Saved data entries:
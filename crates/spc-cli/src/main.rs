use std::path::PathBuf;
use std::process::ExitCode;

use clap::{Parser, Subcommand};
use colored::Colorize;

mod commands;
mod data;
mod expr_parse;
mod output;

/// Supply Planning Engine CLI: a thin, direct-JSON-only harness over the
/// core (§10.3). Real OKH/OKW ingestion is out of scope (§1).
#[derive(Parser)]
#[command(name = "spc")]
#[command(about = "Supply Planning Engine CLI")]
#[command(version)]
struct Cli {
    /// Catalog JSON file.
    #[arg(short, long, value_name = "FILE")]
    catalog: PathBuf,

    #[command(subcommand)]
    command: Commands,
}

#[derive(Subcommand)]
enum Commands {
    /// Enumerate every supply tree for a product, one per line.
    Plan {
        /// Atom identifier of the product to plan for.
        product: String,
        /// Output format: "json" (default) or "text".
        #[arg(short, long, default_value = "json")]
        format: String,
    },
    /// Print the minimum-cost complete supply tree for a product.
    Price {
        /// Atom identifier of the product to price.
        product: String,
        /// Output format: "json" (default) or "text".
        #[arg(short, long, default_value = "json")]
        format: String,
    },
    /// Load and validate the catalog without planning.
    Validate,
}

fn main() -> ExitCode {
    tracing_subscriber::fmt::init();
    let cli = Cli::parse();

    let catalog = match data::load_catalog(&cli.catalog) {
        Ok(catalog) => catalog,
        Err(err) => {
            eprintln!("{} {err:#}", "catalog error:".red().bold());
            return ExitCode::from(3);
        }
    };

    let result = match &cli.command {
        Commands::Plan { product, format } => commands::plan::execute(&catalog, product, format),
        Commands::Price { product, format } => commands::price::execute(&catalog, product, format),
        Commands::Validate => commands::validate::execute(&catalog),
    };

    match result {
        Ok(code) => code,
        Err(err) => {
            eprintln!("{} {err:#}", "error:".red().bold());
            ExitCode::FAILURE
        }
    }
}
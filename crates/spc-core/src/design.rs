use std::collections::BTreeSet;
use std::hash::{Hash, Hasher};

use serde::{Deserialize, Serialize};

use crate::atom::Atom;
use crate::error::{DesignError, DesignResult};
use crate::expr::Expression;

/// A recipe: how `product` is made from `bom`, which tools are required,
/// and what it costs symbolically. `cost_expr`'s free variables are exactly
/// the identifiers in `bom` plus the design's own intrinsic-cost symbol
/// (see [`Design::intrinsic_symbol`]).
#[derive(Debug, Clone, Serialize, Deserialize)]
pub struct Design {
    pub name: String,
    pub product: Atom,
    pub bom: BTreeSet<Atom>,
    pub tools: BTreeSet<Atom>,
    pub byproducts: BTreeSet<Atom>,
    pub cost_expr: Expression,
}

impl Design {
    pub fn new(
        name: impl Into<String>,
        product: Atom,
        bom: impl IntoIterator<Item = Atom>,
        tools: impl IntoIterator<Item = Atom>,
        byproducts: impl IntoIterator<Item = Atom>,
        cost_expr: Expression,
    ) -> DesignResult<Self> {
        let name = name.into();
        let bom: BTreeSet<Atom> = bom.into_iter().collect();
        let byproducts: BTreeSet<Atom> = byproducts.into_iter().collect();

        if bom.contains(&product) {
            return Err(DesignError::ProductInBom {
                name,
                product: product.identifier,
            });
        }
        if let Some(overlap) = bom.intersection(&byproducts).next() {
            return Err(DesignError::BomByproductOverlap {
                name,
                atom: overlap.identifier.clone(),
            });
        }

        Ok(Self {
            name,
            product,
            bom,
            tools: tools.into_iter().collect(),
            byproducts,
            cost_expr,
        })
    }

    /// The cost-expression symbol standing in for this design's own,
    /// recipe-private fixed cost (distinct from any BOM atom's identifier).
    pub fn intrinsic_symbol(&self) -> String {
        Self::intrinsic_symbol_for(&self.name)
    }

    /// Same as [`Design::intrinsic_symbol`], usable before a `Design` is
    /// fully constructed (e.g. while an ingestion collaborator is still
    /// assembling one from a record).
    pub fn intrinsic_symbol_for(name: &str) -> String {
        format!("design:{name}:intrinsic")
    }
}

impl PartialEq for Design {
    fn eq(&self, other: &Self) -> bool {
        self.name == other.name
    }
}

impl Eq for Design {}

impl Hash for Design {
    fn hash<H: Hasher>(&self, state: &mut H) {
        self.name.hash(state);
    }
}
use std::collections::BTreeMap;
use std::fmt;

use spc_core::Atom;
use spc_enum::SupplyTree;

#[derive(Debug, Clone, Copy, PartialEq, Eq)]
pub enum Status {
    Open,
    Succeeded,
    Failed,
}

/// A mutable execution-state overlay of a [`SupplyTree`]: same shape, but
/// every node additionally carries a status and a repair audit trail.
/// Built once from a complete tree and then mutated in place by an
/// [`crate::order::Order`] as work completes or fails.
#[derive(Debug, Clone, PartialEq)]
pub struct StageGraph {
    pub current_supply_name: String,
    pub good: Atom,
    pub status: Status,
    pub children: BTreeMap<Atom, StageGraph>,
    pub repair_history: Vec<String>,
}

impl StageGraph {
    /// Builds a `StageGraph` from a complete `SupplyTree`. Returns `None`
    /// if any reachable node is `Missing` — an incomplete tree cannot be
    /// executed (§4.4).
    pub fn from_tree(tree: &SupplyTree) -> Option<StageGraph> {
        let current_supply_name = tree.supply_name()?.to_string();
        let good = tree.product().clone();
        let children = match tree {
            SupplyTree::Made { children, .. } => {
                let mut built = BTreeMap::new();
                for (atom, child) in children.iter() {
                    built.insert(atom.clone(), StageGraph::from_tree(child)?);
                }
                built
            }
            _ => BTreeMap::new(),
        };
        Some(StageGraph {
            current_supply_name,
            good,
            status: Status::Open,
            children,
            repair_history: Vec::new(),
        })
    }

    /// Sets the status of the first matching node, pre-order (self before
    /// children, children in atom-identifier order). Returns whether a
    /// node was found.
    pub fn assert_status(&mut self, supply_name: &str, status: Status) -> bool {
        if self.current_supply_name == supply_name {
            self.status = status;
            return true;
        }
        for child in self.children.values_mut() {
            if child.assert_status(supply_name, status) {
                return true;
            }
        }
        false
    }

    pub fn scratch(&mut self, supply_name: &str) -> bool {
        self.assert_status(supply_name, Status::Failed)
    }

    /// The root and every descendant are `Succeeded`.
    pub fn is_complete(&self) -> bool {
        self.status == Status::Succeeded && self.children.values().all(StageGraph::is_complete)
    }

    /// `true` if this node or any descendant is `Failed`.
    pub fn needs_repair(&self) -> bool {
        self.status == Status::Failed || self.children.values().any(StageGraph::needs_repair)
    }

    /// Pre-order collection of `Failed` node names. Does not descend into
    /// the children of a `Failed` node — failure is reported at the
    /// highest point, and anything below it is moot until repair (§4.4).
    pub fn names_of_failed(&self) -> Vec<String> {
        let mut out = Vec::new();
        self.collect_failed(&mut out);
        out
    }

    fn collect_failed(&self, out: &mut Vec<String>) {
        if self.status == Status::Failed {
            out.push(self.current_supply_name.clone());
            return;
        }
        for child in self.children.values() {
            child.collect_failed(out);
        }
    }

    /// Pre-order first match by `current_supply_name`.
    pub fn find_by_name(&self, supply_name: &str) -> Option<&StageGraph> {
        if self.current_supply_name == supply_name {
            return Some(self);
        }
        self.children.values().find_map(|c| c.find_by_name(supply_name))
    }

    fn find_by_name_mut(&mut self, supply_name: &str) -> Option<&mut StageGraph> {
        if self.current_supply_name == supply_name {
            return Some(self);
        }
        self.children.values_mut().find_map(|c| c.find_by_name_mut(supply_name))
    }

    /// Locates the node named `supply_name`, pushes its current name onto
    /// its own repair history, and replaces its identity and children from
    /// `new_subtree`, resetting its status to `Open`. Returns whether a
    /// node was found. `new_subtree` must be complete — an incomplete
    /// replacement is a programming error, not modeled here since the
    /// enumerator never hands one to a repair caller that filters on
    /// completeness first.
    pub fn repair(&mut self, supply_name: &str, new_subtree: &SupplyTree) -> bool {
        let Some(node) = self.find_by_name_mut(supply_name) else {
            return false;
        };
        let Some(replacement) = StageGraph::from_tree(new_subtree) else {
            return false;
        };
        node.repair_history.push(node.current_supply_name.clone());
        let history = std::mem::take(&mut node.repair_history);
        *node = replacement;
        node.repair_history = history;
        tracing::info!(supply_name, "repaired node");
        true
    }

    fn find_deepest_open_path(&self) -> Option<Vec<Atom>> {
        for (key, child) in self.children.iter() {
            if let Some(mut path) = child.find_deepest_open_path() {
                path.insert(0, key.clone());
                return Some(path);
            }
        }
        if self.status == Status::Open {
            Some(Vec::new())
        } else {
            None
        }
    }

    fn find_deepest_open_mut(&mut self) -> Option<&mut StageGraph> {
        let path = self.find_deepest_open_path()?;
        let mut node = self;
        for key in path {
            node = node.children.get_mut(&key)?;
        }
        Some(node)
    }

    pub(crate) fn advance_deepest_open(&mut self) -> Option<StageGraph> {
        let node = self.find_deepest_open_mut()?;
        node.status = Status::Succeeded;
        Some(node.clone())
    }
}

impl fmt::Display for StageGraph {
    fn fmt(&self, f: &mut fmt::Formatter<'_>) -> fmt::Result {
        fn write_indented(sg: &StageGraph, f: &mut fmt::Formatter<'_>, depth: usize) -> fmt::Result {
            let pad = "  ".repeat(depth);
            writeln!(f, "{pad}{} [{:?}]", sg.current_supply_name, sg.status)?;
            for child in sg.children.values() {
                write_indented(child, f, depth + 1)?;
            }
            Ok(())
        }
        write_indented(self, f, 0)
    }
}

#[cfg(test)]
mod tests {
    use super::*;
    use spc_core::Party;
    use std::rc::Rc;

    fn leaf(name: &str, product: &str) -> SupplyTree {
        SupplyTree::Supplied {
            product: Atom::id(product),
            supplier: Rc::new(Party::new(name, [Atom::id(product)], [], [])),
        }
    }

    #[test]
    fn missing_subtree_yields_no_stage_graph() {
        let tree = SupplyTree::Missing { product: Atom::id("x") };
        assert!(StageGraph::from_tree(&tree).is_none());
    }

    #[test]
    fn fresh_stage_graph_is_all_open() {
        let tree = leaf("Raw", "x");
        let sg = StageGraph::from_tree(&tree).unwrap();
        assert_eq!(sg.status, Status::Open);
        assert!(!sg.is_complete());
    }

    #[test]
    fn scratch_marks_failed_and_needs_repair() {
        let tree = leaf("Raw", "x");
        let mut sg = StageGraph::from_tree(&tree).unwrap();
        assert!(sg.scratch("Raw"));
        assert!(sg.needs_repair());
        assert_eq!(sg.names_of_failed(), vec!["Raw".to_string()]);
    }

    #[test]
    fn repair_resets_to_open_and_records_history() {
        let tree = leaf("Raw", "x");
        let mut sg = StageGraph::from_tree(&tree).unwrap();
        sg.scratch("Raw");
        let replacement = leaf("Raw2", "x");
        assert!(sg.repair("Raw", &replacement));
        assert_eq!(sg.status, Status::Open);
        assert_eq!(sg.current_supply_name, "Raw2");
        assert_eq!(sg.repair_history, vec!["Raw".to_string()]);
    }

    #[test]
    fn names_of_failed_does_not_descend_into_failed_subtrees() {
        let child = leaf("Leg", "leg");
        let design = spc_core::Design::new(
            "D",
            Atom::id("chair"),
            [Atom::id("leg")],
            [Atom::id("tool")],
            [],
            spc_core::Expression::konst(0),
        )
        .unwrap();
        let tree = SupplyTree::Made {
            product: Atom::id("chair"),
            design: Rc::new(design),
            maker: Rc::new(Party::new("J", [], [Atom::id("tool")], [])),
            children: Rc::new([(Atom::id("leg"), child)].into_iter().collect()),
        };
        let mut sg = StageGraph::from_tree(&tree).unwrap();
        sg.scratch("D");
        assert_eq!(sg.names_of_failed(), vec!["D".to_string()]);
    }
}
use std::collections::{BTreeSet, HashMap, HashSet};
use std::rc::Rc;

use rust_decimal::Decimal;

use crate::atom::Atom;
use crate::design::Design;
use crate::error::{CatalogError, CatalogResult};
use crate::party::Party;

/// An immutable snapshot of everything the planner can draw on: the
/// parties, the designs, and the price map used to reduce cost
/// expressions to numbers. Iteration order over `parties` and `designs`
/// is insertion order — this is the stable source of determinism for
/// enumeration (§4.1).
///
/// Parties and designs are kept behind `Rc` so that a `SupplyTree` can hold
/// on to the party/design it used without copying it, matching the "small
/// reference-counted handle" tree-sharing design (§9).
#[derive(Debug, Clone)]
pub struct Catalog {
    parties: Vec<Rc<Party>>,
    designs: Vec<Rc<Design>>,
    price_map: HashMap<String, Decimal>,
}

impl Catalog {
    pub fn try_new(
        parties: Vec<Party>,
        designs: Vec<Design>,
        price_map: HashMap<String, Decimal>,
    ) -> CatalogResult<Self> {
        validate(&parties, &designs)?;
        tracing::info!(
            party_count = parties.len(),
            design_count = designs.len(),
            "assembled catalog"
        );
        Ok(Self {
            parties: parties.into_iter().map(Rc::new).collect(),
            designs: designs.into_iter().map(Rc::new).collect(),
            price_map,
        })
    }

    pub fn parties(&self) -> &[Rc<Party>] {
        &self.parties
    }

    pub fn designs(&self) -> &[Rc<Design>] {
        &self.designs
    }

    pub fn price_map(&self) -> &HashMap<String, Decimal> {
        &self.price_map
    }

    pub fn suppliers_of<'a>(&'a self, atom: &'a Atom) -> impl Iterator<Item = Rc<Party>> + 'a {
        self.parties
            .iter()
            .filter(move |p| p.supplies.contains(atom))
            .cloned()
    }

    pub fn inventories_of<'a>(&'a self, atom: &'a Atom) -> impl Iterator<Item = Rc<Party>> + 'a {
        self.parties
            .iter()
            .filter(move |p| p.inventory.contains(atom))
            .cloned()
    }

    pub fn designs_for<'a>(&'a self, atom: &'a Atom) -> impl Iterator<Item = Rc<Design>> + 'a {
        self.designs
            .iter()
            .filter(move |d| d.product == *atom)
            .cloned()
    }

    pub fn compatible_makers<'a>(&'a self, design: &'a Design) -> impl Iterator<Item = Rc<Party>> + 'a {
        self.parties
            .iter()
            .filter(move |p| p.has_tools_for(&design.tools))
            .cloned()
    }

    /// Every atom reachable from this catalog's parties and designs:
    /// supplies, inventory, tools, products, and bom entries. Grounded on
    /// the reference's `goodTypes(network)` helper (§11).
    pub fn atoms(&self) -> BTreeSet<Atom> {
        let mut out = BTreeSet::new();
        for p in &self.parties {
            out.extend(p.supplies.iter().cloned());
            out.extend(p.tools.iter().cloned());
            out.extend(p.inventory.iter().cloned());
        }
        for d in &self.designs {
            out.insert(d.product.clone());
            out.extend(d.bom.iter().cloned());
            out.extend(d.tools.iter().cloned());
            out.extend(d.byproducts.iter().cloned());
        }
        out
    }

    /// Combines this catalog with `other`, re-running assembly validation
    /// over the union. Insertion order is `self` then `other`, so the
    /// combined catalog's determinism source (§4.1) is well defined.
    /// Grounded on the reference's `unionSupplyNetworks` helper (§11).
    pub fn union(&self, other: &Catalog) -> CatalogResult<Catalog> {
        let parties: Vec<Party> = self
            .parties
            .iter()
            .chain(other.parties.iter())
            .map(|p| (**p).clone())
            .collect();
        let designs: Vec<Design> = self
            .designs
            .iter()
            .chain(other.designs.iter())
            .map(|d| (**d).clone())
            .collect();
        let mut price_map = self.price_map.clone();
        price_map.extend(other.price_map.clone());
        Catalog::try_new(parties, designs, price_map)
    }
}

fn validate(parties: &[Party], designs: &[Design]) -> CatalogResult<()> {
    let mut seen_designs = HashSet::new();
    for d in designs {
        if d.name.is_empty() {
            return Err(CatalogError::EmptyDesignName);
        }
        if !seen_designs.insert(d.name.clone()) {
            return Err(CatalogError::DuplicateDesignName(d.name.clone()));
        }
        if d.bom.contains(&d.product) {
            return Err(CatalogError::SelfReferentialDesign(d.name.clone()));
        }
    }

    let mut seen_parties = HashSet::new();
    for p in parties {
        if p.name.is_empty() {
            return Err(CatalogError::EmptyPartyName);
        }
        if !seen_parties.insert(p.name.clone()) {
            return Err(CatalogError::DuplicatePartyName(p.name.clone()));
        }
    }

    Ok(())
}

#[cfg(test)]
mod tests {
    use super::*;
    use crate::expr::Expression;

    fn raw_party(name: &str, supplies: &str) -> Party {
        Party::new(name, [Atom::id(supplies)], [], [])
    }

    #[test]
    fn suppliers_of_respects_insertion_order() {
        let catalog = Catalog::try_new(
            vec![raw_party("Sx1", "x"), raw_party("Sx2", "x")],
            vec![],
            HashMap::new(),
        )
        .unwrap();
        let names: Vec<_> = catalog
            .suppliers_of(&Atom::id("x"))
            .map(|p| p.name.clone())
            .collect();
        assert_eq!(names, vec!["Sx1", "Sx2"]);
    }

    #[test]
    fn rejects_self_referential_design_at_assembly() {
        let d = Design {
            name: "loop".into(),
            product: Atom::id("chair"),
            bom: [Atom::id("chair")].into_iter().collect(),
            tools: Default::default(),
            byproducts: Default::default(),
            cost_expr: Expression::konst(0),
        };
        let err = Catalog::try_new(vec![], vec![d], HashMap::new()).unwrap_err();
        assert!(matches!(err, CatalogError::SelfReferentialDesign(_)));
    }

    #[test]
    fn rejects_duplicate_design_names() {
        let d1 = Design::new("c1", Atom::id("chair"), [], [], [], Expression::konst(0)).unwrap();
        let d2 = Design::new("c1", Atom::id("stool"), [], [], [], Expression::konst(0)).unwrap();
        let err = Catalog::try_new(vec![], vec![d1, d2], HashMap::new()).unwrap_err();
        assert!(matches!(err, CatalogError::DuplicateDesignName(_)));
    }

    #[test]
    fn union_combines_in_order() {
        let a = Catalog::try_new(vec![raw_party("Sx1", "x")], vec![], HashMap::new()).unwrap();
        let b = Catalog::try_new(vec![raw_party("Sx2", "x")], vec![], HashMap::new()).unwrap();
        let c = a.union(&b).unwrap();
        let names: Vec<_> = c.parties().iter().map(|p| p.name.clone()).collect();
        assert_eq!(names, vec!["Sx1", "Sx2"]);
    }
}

Work task: Determine how many lines of the data above contain the string "supplies", and answer with the number only.

Answer for this exercise: 5